(Stored items)
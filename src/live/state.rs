//! Session lifecycle and the state snapshot published to callers.

use crate::live::transcript::Transcription;
use serde::{Deserialize, Serialize};
use std::fmt;

/// Lifecycle of the session channel.
///
/// `Idle -> Connecting -> Open -> Closing -> Idle`. Failures go straight to
/// teardown and back to `Idle`.
#[derive(Debug, Clone, Copy, Default, PartialEq, Eq, Serialize, Deserialize)]
#[serde(rename_all = "lowercase")]
pub enum SessionState {
    #[default]
    Idle,
    Connecting,
    Open,
    Closing,
}

impl SessionState {
    /// A session is being set up or is running.
    pub fn is_busy(self) -> bool {
        matches!(self, SessionState::Connecting | SessionState::Open)
    }
}

impl fmt::Display for SessionState {
    fn fmt(&self, f: &mut fmt::Formatter<'_>) -> fmt::Result {
        let name = match self {
            SessionState::Idle => "idle",
            SessionState::Connecting => "connecting",
            SessionState::Open => "open",
            SessionState::Closing => "closing",
        };
        f.write_str(name)
    }
}

/// Observable state of the voice chat.
#[derive(Debug, Clone, Default, PartialEq, Eq, Serialize, Deserialize)]
pub struct LiveState {
    pub is_active: bool,
    pub is_connecting: bool,
    pub is_model_speaking: bool,
    pub current_transcription: Transcription,
}

impl LiveState {
    pub fn session_state(&self) -> SessionState {
        match (self.is_connecting, self.is_active) {
            (true, _) => SessionState::Connecting,
            (false, true) => SessionState::Open,
            (false, false) => SessionState::Idle,
        }
    }
}

#[cfg(test)]
mod tests {
    use super::*;

    #[test]
    fn busy_states() {
        assert!(!SessionState::Idle.is_busy());
        assert!(SessionState::Connecting.is_busy());
        assert!(SessionState::Open.is_busy());
        assert!(!SessionState::Closing.is_busy());
    }

    #[test]
    fn default_state_is_idle_and_silent() {
        let state = LiveState::default();
        assert_eq!(state.session_state(), SessionState::Idle);
        assert!(!state.is_model_speaking);
        assert!(state.current_transcription.is_empty());
    }

    #[test]
    fn state_serializes_with_flag_names() {
        let state = LiveState {
            is_active: true,
            ..LiveState::default()
        };
        let json = serde_json::to_value(&state).unwrap();
        assert_eq!(json["is_active"], true);
        assert_eq!(json["current_transcription"]["user"], "");
    }
}
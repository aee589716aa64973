use anyhow::Result;
use clap::Parser;
use owo_colors::OwoColorize;
use papaya_voice::app::run_talk_command;
use papaya_voice::audio::device::{list_input_devices, list_output_devices};
use papaya_voice::cli::{Cli, Commands, ConfigAction};
use papaya_voice::config::Config;
use tracing_subscriber::EnvFilter;

#[tokio::main]
async fn main() -> Result<()> {
    let cli = Cli::parse();
    init_tracing(cli.quiet, cli.verbose);
    tracing::debug!("papaya-voice {}", papaya_voice::version_string());

    match cli.command {
        None => {
            let config = load_config(cli.config.as_deref())?;
            run_talk_command(config, cli.talk, cli.quiet).await?;
        }
        Some(Commands::Talk { args }) => {
            let config = load_config(cli.config.as_deref())?;
            run_talk_command(config, args, cli.quiet).await?;
        }
        Some(Commands::Devices) => {
            list_audio_devices()?;
        }
        Some(Commands::Config { action }) => {
            handle_config_command(action, cli.config.as_deref())?;
        }
    }

    Ok(())
}

/// Route library logs to stderr.
///
/// `RUST_LOG` wins when set; otherwise `-v` picks debug and `-vv` trace for
/// this crate, with warnings only in quiet mode.
fn init_tracing(quiet: bool, verbosity: u8) {
    let level = match (quiet, verbosity) {
        (true, _) => "error",
        (false, 0) => "warn",
        (false, 1) => "papaya_voice=debug,warn",
        (false, _) => "papaya_voice=trace,info",
    };
    let filter = EnvFilter::try_from_default_env().unwrap_or_else(|_| EnvFilter::new(level));
    tracing_subscriber::fmt()
        .with_env_filter(filter)
        .with_writer(std::io::stderr)
        .with_target(false)
        .init();
}

/// Load configuration from file or use defaults.
///
/// Priority order:
/// 1. Custom config path from CLI (--config)
/// 2. Default config path (~/.config/papaya-voice/config.toml)
/// 3. Built-in defaults with environment variable overrides
fn load_config(custom_path: Option<&std::path::Path>) -> Result<Config> {
    let config = if let Some(path) = custom_path {
        Config::load(path)?
    } else {
        Config::load_or_default(&Config::default_path())?
    };

    Ok(config.with_env_overrides())
}

/// List available audio input and output devices.
fn list_audio_devices() -> Result<()> {
    let inputs = list_input_devices()?;
    let outputs = list_output_devices()?;

    if inputs.is_empty() && outputs.is_empty() {
        eprintln!("No audio devices found");
        std::process::exit(1);
    }

    println!("{}", "Input devices:".bold());
    for (idx, device) in inputs.iter().enumerate() {
        println!("  [{}] {}", idx, device);
    }
    println!("{}", "Output devices:".bold());
    for (idx, device) in outputs.iter().enumerate() {
        println!("  [{}] {}", idx, device);
    }

    Ok(())
}

/// Handle configuration commands.
fn handle_config_command(
    action: ConfigAction,
    custom_path: Option<&std::path::Path>,
) -> Result<()> {
    let config_path = custom_path
        .map(std::path::PathBuf::from)
        .unwrap_or_else(Config::default_path);

    match action {
        ConfigAction::Show => {
            let config = Config::load_or_default(&config_path)?.with_env_overrides();
            if let Err(e) = config.validate() {
                eprintln!("{} {}", "Warning:".yellow(), e);
            }
            print!("{}", config.to_display_toml()?);
        }
        ConfigAction::Path => {
            let exists = config_path.exists();
            println!("{}", config_path.display());
            if !exists {
                eprintln!("{}", "(file does not exist, using defaults)".dimmed());
            }
        }
    }

    Ok(())
}
#[tokio::test]
async fn stop_twice_releases_everything_once() {
    let mut h = harness();
    h.open().await;
    h.server(audio(1.0)).await;

    let first = h.stop();
    h.step().await;
    first.await.unwrap();
    let second = h.stop();
    h.step().await;
    second.await.unwrap();

    assert_eq!(
        h.mic.calls(),
        vec![
            InputCall::Acquire,
            InputCall::Start,
            InputCall::Halt,
            InputCall::Release
        ]
    );
    assert_eq!(h.speaker.close_count(), 1);
    assert_eq!(h.speaker.stop_all_count(), 1);
    assert_eq!(h.net.close_calls(0), 1);
    assert_eq!(h.live(), LiveState::default());
    assert_eq!(h.session.state(), SessionState::Idle);
}

#[tokio::test]
async fn stop_while_idle_is_harmless() {
    let mut h = harness();
    let reply = h.stop();
    h.step().await;
    reply.await.unwrap();

    assert!(h.mic.calls().is_empty());
    assert_eq!(h.speaker.close_count(), 0);
    assert_eq!(h.net.connect_count(), 0);
}

#[tokio::test]
async fn link_arriving_after_stop_is_closed_and_ignored() {
    let mut h = harness();
    h.net.hold_handshakes();

    let reply = h.start();
    h.step().await;
    wait_until(|| h.net.connect_count() == 1).await;

    let stop = h.stop();
    h.step().await;
    stop.await.unwrap();
    assert!(matches!(reply.await.unwrap(), Err(LiveError::SessionClosed)));

    assert!(h.net.complete_handshake());
    h.step().await; // stale Connected
    assert!(h.net.is_closed(0));
    assert_eq!(h.session.state(), SessionState::Idle);

    h.step().await; // stale Opened
    assert_eq!(h.session.state(), SessionState::Idle);
    assert!(!h.mic.calls().contains(&InputCall::Start));
    assert_eq!(h.live(), LiveState::default());
}
/// Input device name patterns that are never useful for voice.
const FILTERED_PATTERNS: &[&str] = &[
    "surround",
    "front:",
    "rear:",
    "center:",
    "side:",
    "Digital Output",
    "HDMI",
    "S/PDIF",
];

fn should_filter_device(name: &str) -> bool {
    let lower = name.to_lowercase();
    FILTERED_PATTERNS
        .iter()
        .any(|pattern| lower.contains(&pattern.to_lowercase()))
}

fn is_preferred_device(name: &str) -> bool {
    let lower = name.to_lowercase();
    PREFERRED_DEVICES
        .iter()
        .any(|pref| lower.contains(&pref.to_lowercase()))
}

#[derive(Debug, Clone, Copy, PartialEq, Eq)]
enum Direction {
    Input,
    Output,
}

impl Direction {
    fn label(self) -> &'static str {
        match self {
            Direction::Input => "input",
            Direction::Output => "output",
        }
    }
}

/// Available devices for one direction, preferred ones marked "\[recommended\]".
///
/// Surround channels, HDMI and S/PDIF endpoints are filtered from input listings.
fn list_devices(direction: Direction) -> Result<Vec<String>> {
    let devices = with_suppressed_stderr(|| {
        let host = cpal::default_host();
        match direction {
            Direction::Input => host.input_devices().map(|d| d.collect::<Vec<_>>()),
            Direction::Output => host.output_devices().map(|d| d.collect::<Vec<_>>()),
        }
    })
    .map_err(|e| LiveError::AudioCapture {
        message: format!("Failed to enumerate {} devices: {}", direction.label(), e),
    })?;

    let mut names = Vec::new();
    for device in devices {
        let Ok(name) = device.name() else {
            continue;
        };
        if direction == Direction::Input && should_filter_device(&name) {
            continue;
        }
        if is_preferred_device(&name) {
            names.push(format!("{} [recommended]", name));
        } else {
            names.push(name);
        }
    }
    Ok(names)
}

pub fn list_input_devices() -> Result<Vec<String>> {
    list_devices(Direction::Input)
}

pub fn list_output_devices() -> Result<Vec<String>> {
    list_devices(Direction::Output)
}

/// Find a device by exact name, or the best default (PipeWire/Pulse first).
///
/// Runs on the session task, so backend probe noise is left on stderr.
fn find_device(direction: Direction, name: Option<&str>) -> Result<cpal::Device> {
    let host = cpal::default_host();
    let devices = match direction {
        Direction::Input => host.input_devices().map(|d| d.collect::<Vec<_>>()),
        Direction::Output => host.output_devices().map(|d| d.collect::<Vec<_>>()),
    }
    .map_err(|e| LiveError::AudioCapture {
        message: format!("Failed to enumerate {} devices: {}", direction.label(), e),
    })?;

    if let Some(wanted) = name {
        return devices
            .into_iter()
            .find(|dev| dev.name().is_ok_and(|n| n == wanted))
            .ok_or_else(|| LiveError::AudioDeviceNotFound {
                device: wanted.to_string(),
            });
    }

    if let Some(device) = devices
        .into_iter()
        .find(|dev| dev.name().is_ok_and(|n| is_preferred_device(&n)))
    {
        return Ok(device);
    }

    let fallback = match direction {
        Direction::Input => host.default_input_device(),
        Direction::Output => host.default_output_device(),
    };
    fallback.ok_or_else(|| LiveError::AudioDeviceNotFound {
        device: format!("default {}", direction.label()),
    })
}

/// Wrapper for cpal::Stream to make it Send.
///
/// SAFETY: the stream is owned by exactly one device wrapper and only touched
/// from the task that owns the live session.
struct SendableStream(cpal::Stream);

unsafe impl Send for SendableStream {}

/// Callback installed by `start`; empty while the stream is paused.
type CallbackSlot = Arc<Mutex<Option<SampleCallback>>>;

fn deliver(slot: &CallbackSlot, samples: &[f32]) {
    if let Ok(mut slot) = slot.lock()
        && let Some(on_samples) = slot.as_mut()
    {
        on_samples(samples);
    }
}

/// Microphone input via CPAL, delivering 16 kHz mono `f32`.
///
/// Tries f32/16kHz/mono, then i16/16kHz/mono, then the device's native format
/// with software down-mix and resampling. The stream is built paused by
/// `acquire`, so format and permission failures surface before any connection
/// is made; `start` only installs the callback and plays it.
pub struct CpalInput {
    device_name: Option<String>,
    sample_rate: u32,
    stream: Option<SendableStream>,
    slot: CallbackSlot,
}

INSTRUCTIONS FOR THE TASK ▸ Starting at the top of the data above, repeat every line exactly until the line containing "pub struct LiveState" has been given, then stop.

ANSWER ▸
filename src/live/state.rs
//! Session lifecycle and the state snapshot published to callers.

use crate::live::transcript::Transcription;
use serde::{Deserialize, Serialize};
use std::fmt;

/// Lifecycle of the session channel.
///
/// `Idle -> Connecting -> Open -> Closing -> Idle`. Failures go straight to
/// teardown and back to `Idle`.
#[derive(Debug, Clone, Copy, Default, PartialEq, Eq, Serialize, Deserialize)]
#[serde(rename_all = "lowercase")]
pub enum SessionState {
    #[default]
    Idle,
    Connecting,
    Open,
    Closing,
}

impl SessionState {
    /// A session is being set up or is running.
    pub fn is_busy(self) -> bool {
        matches!(self, SessionState::Connecting | SessionState::Open)
    }
}

impl fmt::Display for SessionState {
    fn fmt(&self, f: &mut fmt::Formatter<'_>) -> fmt::Result {
        let name = match self {
            SessionState::Idle => "idle",
            SessionState::Connecting => "connecting",
            SessionState::Open => "open",
            SessionState::Closing => "closing",
        };
        f.write_str(name)
    }
}

/// Observable state of the voice chat.
#[derive(Debug, Clone, Default, PartialEq, Eq, Serialize, Deserialize)]
pub struct LiveState {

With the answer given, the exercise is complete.